Melissa Gira Grant in The New Republic on the continuing, atmospheric rise of mainstream transphobia post-Dobbs (but certainly not only post-Dobbs) in U.S. legacy publications, to wit: Pamela Paul’s latest column in the New York Times: “What motivates the line Paul takes—as her argument is hardly new—is the moment. As much of the right was celebrating the collapse of abortion rights with the Supreme Court’s Dobbs ruling in late June, it was also already repurposing the same tactics to attack trans people that it had used to attack women’s rights and criminalize abortion: advancing increasingly strict and inhumane legislation in statehouses across the country and scapegoating trans people with propaganda that encourages violence against them. After Dobbs, the state of Alabama borrowed the ruling’s logic, asking a federal appeals court to allow it to enforce its felony ban on providing hormone therapy or puberty blockers. The right, plainly, sees this as all the same fight. It is into this moment that certain self-proclaimed defenders of women’s rights enter with their concerns about their imaginary “erasure,” as violence directed at both LGBTQ rights and abortion rights defenders is reportedly escalating.”

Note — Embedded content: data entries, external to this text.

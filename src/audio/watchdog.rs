use std::time::Duration;
use tokio::{sync::mpsc::UnboundedSender, time::Instant};
use tokio_util::sync::CancellationToken;
use tracing::debug;

use super::session::SessionMessage;

/// Accumulates time spent with nobody listening.
#[derive(Debug)]
pub struct IdleTracker {
    idle: Duration,
    threshold: Duration,
}

#[derive(Debug, Clone, Copy, PartialEq, Eq)]
pub enum IdleVerdict {
    Occupied,
    Idle(Duration),
    Expired,
}

impl IdleTracker {
    pub fn new(threshold: Duration) -> Self {
        Self {
            idle: Duration::ZERO,
            threshold,
        }
    }

    /// Records one tick of `elapsed` with `listeners` people in the channel.
    pub fn observe(&mut self, listeners: usize, elapsed: Duration) -> IdleVerdict {
        if listeners > 0 {
            self.idle = Duration::ZERO;
            return IdleVerdict::Occupied;
        }

        self.idle += elapsed;
        if self.idle >= self.threshold {
            IdleVerdict::Expired
        } else {
            IdleVerdict::Idle(self.idle)
        }
    }

    #[cfg(test)]
    pub fn idle_for(&self) -> Duration {
        self.idle
    }
}

/// Sends `make()` into the session inbox every `period` until cancelled.
///
/// The first message goes out one full period after spawning.
pub(crate) fn spawn_ticker(
    name: &'static str,
    period: Duration,
    inbox: UnboundedSender<SessionMessage>,
    cancel: CancellationToken,
    make: fn() -> SessionMessage,
) {
    tokio::spawn(async move {
        let mut interval = tokio::time::interval_at(Instant::now() + period, period);
        loop {
            tokio::select! {
                _ = cancel.cancelled() => break,
                _ = interval.tick() => {
                    if inbox.send(make()).is_err() {
                        break;
                    }
                }
            }
        }
        debug!("⏱️ {} ticker stopped", name);
    });
}

#[cfg(test)]
mod tests {
    use super::*;

    const TICK: Duration = Duration::from_secs(60);

    #[test]
    fn stays_idle_below_the_threshold() {
        let mut tracker = IdleTracker::new(Duration::from_secs(300));
        for i in 1..=4 {
            assert_eq!(tracker.observe(0, TICK), IdleVerdict::Idle(TICK * i));
        }
        assert_eq!(tracker.idle_for(), Duration::from_secs(240));
    }

    #[test]
    fn expires_once_the_threshold_is_reached() {
        let mut tracker = IdleTracker::new(Duration::from_secs(300));
        for _ in 0..4 {
            tracker.observe(0, TICK);
        }
        assert_eq!(tracker.observe(0, TICK), IdleVerdict::Expired);
    }

    #[test]
    fn any_listener_resets_the_accumulator() {
        let mut tracker = IdleTracker::new(Duration::from_secs(300));
        for _ in 0..4 {
            tracker.observe(0, TICK);
        }
        assert_eq!(tracker.observe(2, TICK), IdleVerdict::Occupied);
        assert_eq!(tracker.idle_for(), Duration::ZERO);
        assert_eq!(tracker.observe(0, TICK), IdleVerdict::Idle(TICK));
    }
}
//! Per-connection playback session.
//!
//! A session is a tokio task that owns the queue, the current stream and the
//! timers of one voice connection. Everything that mutates it (user
//! commands, stream completions, watchdog and refresh ticks) arrives as a
//! [`SessionMessage`] on a single inbox and is handled one message at a time.
//! Readers use the [`SessionSnapshot`] published after every message and
//! never wait on the task.

use serenity::model::id::GuildId;
use std::{
    sync::{
        atomic::{AtomicU64, AtomicUsize, Ordering},
        Arc,
    },
    time::Duration,
};
use tokio::sync::{
    mpsc::{self, UnboundedReceiver, UnboundedSender},
    oneshot, watch,
};
use tokio_util::sync::CancellationToken;
use tracing::{debug, info, warn};

use super::{
    display::{spawn_display_worker, DisplayUpdate, PlayerDisplay},
    error::{InvalidTransition, SessionError},
    queue::{QueuePage, TrackQueue},
    sink::{AudioSink, Occupancy, StreamCompletion, StreamHandle, StreamId},
    snapshot::{PlaybackClock, SessionSnapshot},
    track::{PlayState, RepeatMode, Track},
    watchdog::{spawn_ticker, IdleTracker, IdleVerdict},
};

pub type SessionId = u64;

static NEXT_SESSION_ID: AtomicU64 = AtomicU64::new(1);

/// Timing and volume defaults for new sessions.
#[derive(Debug, Clone)]
pub struct SessionSettings {
    pub default_volume: f32,
    pub idle_check_interval: Duration,
    pub idle_timeout: Duration,
    pub refresh_interval: Duration,
}

impl Default for SessionSettings {
    fn default() -> Self {
        Self {
            default_volume: 0.1,
            idle_check_interval: Duration::from_secs(60),
            idle_timeout: Duration::from_secs(300),
            refresh_interval: Duration::from_secs(5),
        }
    }
}

/// Collaborators a session is built from.
pub struct SessionParts {
    pub sink: Arc<dyn AudioSink>,
    pub occupancy: Arc<dyn Occupancy>,
    pub display: Arc<dyn PlayerDisplay>,
}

The Black Women’s Health Imperative’s Linda Goler Blount in the Los Angeles Times: “The end of Roe will be a death sentence for many Black women.”
Journalist Katherine Stewart in the New York Times: “Christian Nationalists are excited about what comes next,” after the end of abortion rights.
The Fuck Are We Supposed to Do About It?
London: @Abortion_Rights is hosting the Abortion Rights Solidarity March Saturday, July 9 at 4pm from Trafalgar Square to the U.S. Embassy.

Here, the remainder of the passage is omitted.